La réalité nous fournit d’ores et déjà des éléments d’information sur le rapport de force qui s’installe dans la holding. Ainsi, RFI a dû fermer des antennes, tandis qu’il n’y a pas à s’inquiéter, semble-t-il, pour France 24.

Et c’est à un tel audiovisuel extérieur qu’un amendement vise à transférer la part de la redevance prévue pour l’INA ! C’est inquiétant, car toucher au financement pérenne de l’INA, c’est mettre en cause l’équilibre et la stabilité financière de cet établissement et s’attaquer indirectement à notre patrimoine.

Un autre amendement tend à attribuer une partie de la redevance au GIP « France Télé numérique » et donc, indirectement, à des entreprises non publiques. Or France 24, vous le savez, n’est pas une chaîne entièrement publique, puisque 50 % de son capital sont détenus par TF 1. Cela explique sans doute qu’à l’article 23 du projet de loi de finances, le mot « public » ait été supprimé de l’intitulé du compte spécial « Avances à l’audiovisuel public ». Cela est significatif du hold-up que subissent les fonds publics au profit du privé.

Venons-en à la presse.

Les mauvais coups se multiplient, comme en témoignent, notamment, le départ de nombreux syndicats de journalistes des états généraux de la presse, en protestation contre le tour pro-industriel que prennent ceux-ci, mais aussi la dépénalisation de la diffamation, qui menace de transformer le droit de la presse en simple terrain de règlement de conflits entre particuliers, la menace de privatisation qui plane sur l’AFP depuis les recommandations inquiétantes du rapport Giazzi, et la hausse des seuils anti-concentration votée lors de l’élaboration de la loi de modernisation de l’économie, en juillet, par le biais d’un cavalier.

Et tandis que l’on prépare le terrain pour que les grands groupes de médias deviennent encore plus grands, le tiers secteur, notamment audiovisuel, attend toujours que l’on s’intéresse à lui.
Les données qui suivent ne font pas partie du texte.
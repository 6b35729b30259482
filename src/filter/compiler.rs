//! Filter-to-SQL compilation
//!
//! Walks a parsed [`Filter`] tree and produces one boolean condition with
//! named bound parameters. Operand values are always bound, never spliced
//! into the condition text.
//!
//! Relation conditions (`relation.field`) compile to a decorrelated
//! `IN (SELECT ...)` existence check instead of a join: with a join, two
//! independent conditions on the same one-to-many relation would have to
//! hold on a single joined row, which is not what the filter says.

use serde_json::Value as JsonValue;

use crate::error::CompileError;
use crate::filter::params::{ConditionFragment, ParamBinder};
use crate::filter::parser::{parse_filter, parse_filter_str, ParsePolicy};
use crate::filter::types::{FieldPath, Filter, Operand, Operator, Scalar};
use crate::schema::{EntityDescriptor, SchemaCatalog};
use crate::utils::sql::escape_like_pattern;

/// Compiles raw filter values into [`ConditionFragment`]s against one
/// schema catalog.
///
/// Compilation is pure and synchronous; the compiler holds no per-call
/// state, so one instance can serve concurrent callers.
#[derive(Debug, Clone)]
pub struct FilterCompiler<'a> {
    catalog: &'a SchemaCatalog,
    parse_policy: ParsePolicy,
}

impl<'a> FilterCompiler<'a> {
    /// A compiler with the default lenient parse policy.
    pub fn new(catalog: &'a SchemaCatalog) -> Self {
        Self {
            catalog,
            parse_policy: ParsePolicy::default(),
        }
    }

    pub fn with_parse_policy(mut self, policy: ParsePolicy) -> Self {
        self.parse_policy = policy;
        self
    }

    /// Compile a raw filter value (structured JSON, or a JSON-encoded
    /// string of one) for `entity`, aliased as `alias` in the caller's
    /// query.
    pub fn compile(
        &self,
        entity: &str,
        alias: &str,
        raw: &JsonValue,
    ) -> Result<ConditionFragment, CompileError> {
        let parsed = parse_filter(raw, self.parse_policy)?;
        self.compile_parsed(entity, alias, parsed)
    }

    /// Compile a filter passed as a JSON string, e.g. straight from a
    /// query-string parameter.
    pub fn compile_str(
        &self,
        entity: &str,
        alias: &str,
        raw: &str,
    ) -> Result<ConditionFragment, CompileError> {
        let parsed = parse_filter_str(raw, self.parse_policy)?;
        self.compile_parsed(entity, alias, parsed)
    }

    fn compile_parsed(
        &self,
        entity: &str,
        alias: &str,
        parsed: Option<Filter>,
    ) -> Result<ConditionFragment, CompileError> {
        let descriptor = self
            .catalog
            .get(entity)
            .ok_or_else(|| CompileError::UnknownEntity(entity.to_string()))?;
        let Some(filter) = parsed else {
            return Ok(ConditionFragment::unrestricted());
        };
        let mut binder = ParamBinder::new();
        let text = self.compile_node(descriptor, alias, &filter, &mut binder)?;
        let fragment = ConditionFragment {
            text,
            parameters: binder.into_parameters(),
        };
        tracing::debug!(
            entity,
            parameters = fragment.parameters.len(),
            "compiled filter condition"
        );
        Ok(fragment)
    }

    fn compile_node(
        &self,
        entity: &EntityDescriptor,
        alias: &str,
        node: &Filter,
        binder: &mut ParamBinder,
    ) -> Result<String, CompileError> {
        match node {
            // An empty $and restricts nothing; an empty $or can be
            // satisfied by nothing.
            Filter::And(children) if children.is_empty() => Ok("1=1".to_string()),
            Filter::Or(children) if children.is_empty() => Ok("1=0".to_string()),
            Filter::And(children) => self.compile_children(entity, alias, children, " AND ", binder),
            Filter::Or(children) => self.compile_children(entity, alias, children, " OR ", binder),
            Filter::Not(child) => {
                let inner = self.compile_node(entity, alias, child, binder)?;
                Ok(format!("NOT ({inner})"))
            }
            Filter::Condition {
                path,
                operator,
                operand,
            } => match path {
                FieldPath::Field(field) => {
                    if !entity.has_field(field) {
                        return Err(CompileError::UnknownField {
                            entity: entity.name().to_string(),
                            field: field.clone(),
                        });
                    }
                    self.compile_leaf(&format!("{alias}.{field}"), field, *operator, operand, binder)
                }
                FieldPath::Relation { relation, field } => {
                    self.compile_relation(entity, alias, relation, field, *operator, operand, binder)
                }
            },
        }
    }

    fn compile_children(
        &self,
        entity: &EntityDescriptor,
        alias: &str,
        children: &[Filter],
        joiner: &str,
        binder: &mut ParamBinder,
    ) -> Result<String, CompileError> {
        let mut parts = Vec::with_capacity(children.len());
        for child in children {
            parts.push(self.compile_node(entity, alias, child, binder)?);
        }
        Ok(format!("({})", parts.join(joiner)))
    }

    /// One condition template per operator; unknown operators never get
    /// this far (the parser already rejects them).
    fn compile_leaf(
        &self,
        column: &str,
        hint: &str,
        operator: Operator,
        operand: &Operand,
        binder: &mut ParamBinder,
    ) -> Result<String, CompileError> {
        match operator {
            Operator::Eq
            | Operator::Ne
            | Operator::Gt
            | Operator::Gte
            | Operator::Lt
            | Operator::Lte => {
                let scalar = expect_scalar(operator, operand)?;
                let sql_op = match operator {
                    Operator::Eq => "=",
                    Operator::Ne => "!=",
                    Operator::Gt => ">",
                    Operator::Gte => ">=",
                    Operator::Lt => "<",
                    _ => "<=",
                };
                let name = binder.bind(hint, scalar.to_json());
                Ok(format!("{column} {sql_op} :{name}"))
            }
            Operator::In | Operator::Nin => {
                let list = expect_list(operator, operand)?;
                if list.is_empty() {
                    return Err(CompileError::InvalidOperand {
                        operator,
                        reason: "expected a non-empty list".to_string(),
                    });
                }
                let name = binder.bind(hint, list_to_json(list));
                let sql_op = if operator == Operator::In {
                    "IN"
                } else {
                    "NOT IN"
                };
                Ok(format!("{column} {sql_op} (:...{name})"))
            }
            Operator::Like | Operator::Ilike => {
                let pattern = expect_string(operator, operand)?;
                let sql_op = if operator == Operator::Like {
                    "LIKE"
                } else {
                    "ILIKE"
                };
                // The caller owns the wildcards here; nothing is escaped.
                let name = binder.bind(hint, JsonValue::String(pattern.to_string()));
                Ok(format!("{column} {sql_op} :{name}"))
            }
            Operator::IsNull => match expect_scalar(operator, operand)? {
                Scalar::Bool(true) => Ok(format!("{column} IS NULL")),
                Scalar::Bool(false) => Ok(format!("{column} IS NOT NULL")),
                _ => Err(CompileError::InvalidOperand {
                    operator,
                    reason: "expected a boolean".to_string(),
                }),
            },
            Operator::Between => {
                let list = expect_list(operator, operand)?;
                let [lo, hi] = list else {
                    return Err(CompileError::InvalidOperand {
                        operator,
                        reason: format!("expected exactly 2 elements, got {}", list.len()),
                    });
                };
                let lo_name = binder.bind(hint, lo.to_json());
                let hi_name = binder.bind(hint, hi.to_json());
                Ok(format!("{column} BETWEEN :{lo_name} AND :{hi_name}"))
            }
            Operator::Contains | Operator::Contained | Operator::Overlap => {
                let list = expect_list(operator, operand)?;
                let sql_op = match operator {
                    Operator::Contains => "@>",
                    Operator::Contained => "<@",
                    _ => "&&",
                };
                let name = binder.bind(hint, list_to_json(list));
                Ok(format!("{column} {sql_op} :{name}"))
            }
            Operator::StartsWith | Operator::EndsWith => {
                let value = expect_string(operator, operand)?;
                // Wildcards are appended here, so the stored value gets
                // escaped; callers must not pre-escape.
                let escaped = escape_like_pattern(value);
                let pattern = if operator == Operator::StartsWith {
                    format!("{escaped}%")
                } else {
                    format!("%{escaped}")
                };
                let name = binder.bind(hint, JsonValue::String(pattern));
                Ok(format!("{column} LIKE :{name} ESCAPE '\\'"))
            }
        }
    }

    /// Decorrelated existence check for a `relation.field` condition:
    ///
    /// ```text
    /// alias.pk IN (
    ///     SELECT sub.pk FROM root_table sub
    ///     JOIN related_table rel ON rel.join_column = sub.pk
    ///     WHERE <leaf condition on rel.field>
    /// )
    /// ```
    ///
    /// Subquery aliases come from the binder, so sibling relation
    /// conditions stay independent of each other.
    #[allow(clippy::too_many_arguments)]
    fn compile_relation(
        &self,
        entity: &EntityDescriptor,
        alias: &str,
        relation: &str,
        field: &str,
        operator: Operator,
        operand: &Operand,
        binder: &mut ParamBinder,
    ) -> Result<String, CompileError> {
        let descriptor = entity.relation_named(relation).ok_or_else(|| {
            CompileError::UnknownRelation {
                entity: entity.name().to_string(),
                relation: relation.to_string(),
            }
        })?;
        let target = self
            .catalog
            .get(&descriptor.target_entity)
            .ok_or_else(|| CompileError::UnknownEntity(descriptor.target_entity.clone()))?;
        if !target.has_field(field) {
            return Err(CompileError::UnknownField {
                entity: target.name().to_string(),
                field: field.to_string(),
            });
        }

        let sub = binder.alias(&format!("{alias}_sub"));
        let rel = binder.alias(&format!("{alias}_{relation}"));
        let leaf = self.compile_leaf(&format!("{rel}.{field}"), field, operator, operand, binder)?;

        let pk = entity.primary_key();
        Ok(format!(
            "{alias}.{pk} IN (SELECT {sub}.{pk} FROM {root_table} {sub} \
             JOIN {rel_table} {rel} ON {rel}.{join_column} = {sub}.{pk} WHERE {leaf})",
            root_table = entity.table_name(),
            rel_table = target.table_name(),
            join_column = descriptor.join_column,
        ))
    }
}

fn expect_scalar<'o>(
    operator: Operator,
    operand: &'o Operand,
) -> Result<&'o Scalar, CompileError> {
    match operand {
        Operand::Scalar(scalar) => Ok(scalar),
        Operand::List(_) => Err(CompileError::InvalidOperand {
            operator,
            reason: "expected a single primitive, got a list".to_string(),
        }),
    }
}

fn expect_list<'o>(
    operator: Operator,
    operand: &'o Operand,
) -> Result<&'o [Scalar], CompileError> {
    match operand {
        Operand::List(list) => Ok(list),
        Operand::Scalar(_) => Err(CompileError::InvalidOperand {
            operator,
            reason: "expected a list of primitives".to_string(),
        }),
    }
}

fn expect_string<'o>(operator: Operator, operand: &'o Operand) -> Result<&'o str, CompileError> {
    match expect_scalar(operator, operand)? {
        Scalar::String(s) => Ok(s),
        _ => Err(CompileError::InvalidOperand {
            operator,
            reason: "expected a string".to_string(),
        }),
    }
}

fn list_to_json(list: &[Scalar]) -> JsonValue {
    JsonValue::Array(list.iter().map(Scalar::to_json).collect())
}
Le présent projet de budget est l’exact reflet de cette tectonique des plaques médiatiques : le secteur public est menacé d’insularisation, tandis que le secteur privé s’apprête à devenir un continent de plus en plus menaçant pour le pluralisme et la diversité.

Non seulement nous ne pouvons voter de tels crédits, mais nous nous élevons contre le projet dont ils sont la traduction.